- [Work item] In the records that follow, locate every line with "UnknownHook" and extract it.

*** Block opens ***

//! The hook bus: named hook points identified by `pluginName.hookName`,
//! with ordered subscribers, `once` semantics, and exception routing to
//! the error bus.

use std::collections::HashMap;
use std::sync::Arc;

use futures::future::BoxFuture;
use serde_json::Value;
use tokio::sync::Mutex;

use crate::bus::error_bus::{define_errors, ErrorBus, ErrorMeta};
use crate::error::{Error, Result};

pub type HookHandler = Arc<
    dyn Fn(Value) -> BoxFuture<'static, std::result::Result<(), Box<dyn std::error::Error + Send + Sync>>>
        + Send
        + Sync,
>;

struct Subscriber {
    id: u64,
    handler: HookHandler,
    once: bool,
}

struct HookDefinition {
    subscribers: Vec<Subscriber>,
    next_id: u64,
}

pub struct HookBus {
    definitions: Mutex<HashMap<String, HookDefinition>>,
    error_bus: Arc<ErrorBus>,
}

impl HookBus {
    pub fn new(error_bus: Arc<ErrorBus>) -> Self {
        Self {
            definitions: Mutex::new(HashMap::new()),
            error_bus,
        }
    }

    pub async fn define(&self, full_name: &str) -> Result<()> {
        let mut definitions = self.definitions.lock().await;
        if definitions.contains_key(full_name) {
            return Err(Error::HookAlreadyDefined(full_name.to_string()));
        }
        definitions.insert(
            full_name.to_string(),
            HookDefinition {
                subscribers: Vec::new(),
                next_id: 0,
            },
        );
        Ok(())
    }

    pub async fn exists(&self, full_name: &str) -> bool {
        self.definitions.lock().await.contains_key(full_name)
    }

    pub async fn on(&self, full_name: &str, handler: HookHandler) -> Result<u64> {
        self.subscribe(full_name, handler, false).await
    }

    pub async fn once(&self, full_name: &str, handler: HookHandler) -> Result<u64> {
        self.subscribe(full_name, handler, true).await
    }

    async fn subscribe(&self, full_name: &str, handler: HookHandler, once: bool) -> Result<u64> {
        let mut definitions = self.definitions.lock().await;
        let def = definitions
            .get_mut(full_name)
            .ok_or_else(|| Error::UnknownHook(full_name.to_string()))?;
        let id = def.next_id;
        def.next_id += 1;
        def.subscribers.push(Subscriber { id, handler, once });
        Ok(id)
    }

    pub async fn off(&self, full_name: &str, id: u64) {
        let mut definitions = self.definitions.lock().await;
        if let Some(def) = definitions.get_mut(full_name) {
            def.subscribers.retain(|s| s.id != id);
        }
    }

    /// Runs every subscriber in order, awaiting each before moving to the
    /// next. A handler throw does not halt the sequence; it is routed to
    /// the error bus as `HookHandlerError` and processing continues.
    /// `once` subscribers are removed after this invocation regardless of
    /// outcome.
    pub async fn emit(&self, full_name: &str, payload: Value) -> Result<()> {
        let subscribers = {
            let mut definitions = self.definitions.lock().await;
            let def = definitions
                .get_mut(full_name)
                .ok_or_else(|| Error::UnknownHook(full_name.to_string()))?;
            let snapshot: Vec<(u64, HookHandler, bool)> = def
                .subscribers
                .iter()
                .map(|s| (s.id, s.handler.clone(), s.once))
                .collect();
            def.subscribers.retain(|s| !s.once);
            snapshot
        };

        for (idx, (_id, handler, _once)) in subscribers.into_iter().enumerate() {
            if let Err(e) = handler(payload.clone()).await {
                self.error_bus.emit(
                    define_errors("hooks").make("HookHandlerError", e.to_string()),
                    ErrorMeta::new()
                        .with("eventName", full_name)
                        .with("handlerIndex", idx as i64),
                );
            }
        }
        Ok(())
    }
}

#[cfg(test)]
mod tests {
    use super::*;
    use std::sync::atomic::{AtomicUsize, Ordering};
    use std::sync::Mutex as StdMutex;

    #[tokio::test]
    async fn redefining_a_hook_fails() {
        let bus = HookBus::new(Arc::new(ErrorBus::new()));
        bus.define("p.boom").await.unwrap();
        assert!(matches!(bus.define("p.boom").await, Err(Error::HookAlreadyDefined(_))));
    }

    #[tokio::test]
    async fn emitting_undefined_hook_fails() {
        let bus = HookBus::new(Arc::new(ErrorBus::new()));
        assert!(matches!(bus.emit("missing", Value::Null).await, Err(Error::UnknownHook(_))));
    }

    #[tokio::test]
    async fn once_handler_fires_exactly_once() {
        let bus = HookBus::new(Arc::new(ErrorBus::new()));
        bus.define("p.boom").await.unwrap();
        let count = Arc::new(AtomicUsize::new(0));
        let count_clone = count.clone();
        bus.once(
            "p.boom",
            Arc::new(move |_payload| {
                let count = count_clone.clone();
                Box::pin(async move {
                    count.fetch_add(1, Ordering::SeqCst);
                    Ok(())
                })
            }),
        )
        .await
        .unwrap();
        bus.emit("p.boom", Value::Null).await.unwrap();
        bus.emit("p.boom", Value::Null).await.unwrap();
        assert_eq!(count.load(Ordering::SeqCst), 1);
    }

    #[tokio::test]
    async fn handler_exception_is_routed_with_metadata_and_does_not_halt_others() {
        let error_bus = Arc::new(ErrorBus::new());
        let routed = Arc::new(StdMutex::new(Vec::new()));
        let routed_clone = routed.clone();
        error_bus.on(
            "hooks",
            "HookHandlerError",
            Arc::new(move |_err, meta| {
                routed_clone
                    .lock()
                    .unwrap()
                    .push(meta.get("eventName").and_then(|v| v.as_str()).unwrap().to_string());
            }),
        );
        let bus = HookBus::new(error_bus);
        bus.define("p.boom").await.unwrap();

        let second_ran = Arc::new(AtomicUsize::new(0));
        let second_ran_clone = second_ran.clone();
        bus.on("p.boom", Arc::new(|_payload| Box::pin(async move { Err("kaboom".into()) })))
            .await
            .unwrap();
        bus.on(
            "p.boom",
            Arc::new(move |_payload| {
                let second_ran = second_ran_clone.clone();
                Box::pin(async move {
                    second_ran.fetch_add(1, Ordering::SeqCst);
                    Ok(())
                })
            }),
        )
        .await
        .unwrap();

        bus.emit("p.boom", Value::Null).await.unwrap();

        assert_eq!(routed.lock().unwrap().clone(), vec!["p.boom".to_string()]);
        assert_eq!(second_ran.load(Ordering::SeqCst), 1);
    }
}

*** Block closes ***

- [Output of the task]
            .ok_or_else(|| Error::UnknownHook(full_name.to_string()))?;
                .ok_or_else(|| Error::UnknownHook(full_name.to_string()))?;
        assert!(matches!(bus.emit("missing", Value::Null).await, Err(Error::UnknownHook(_))));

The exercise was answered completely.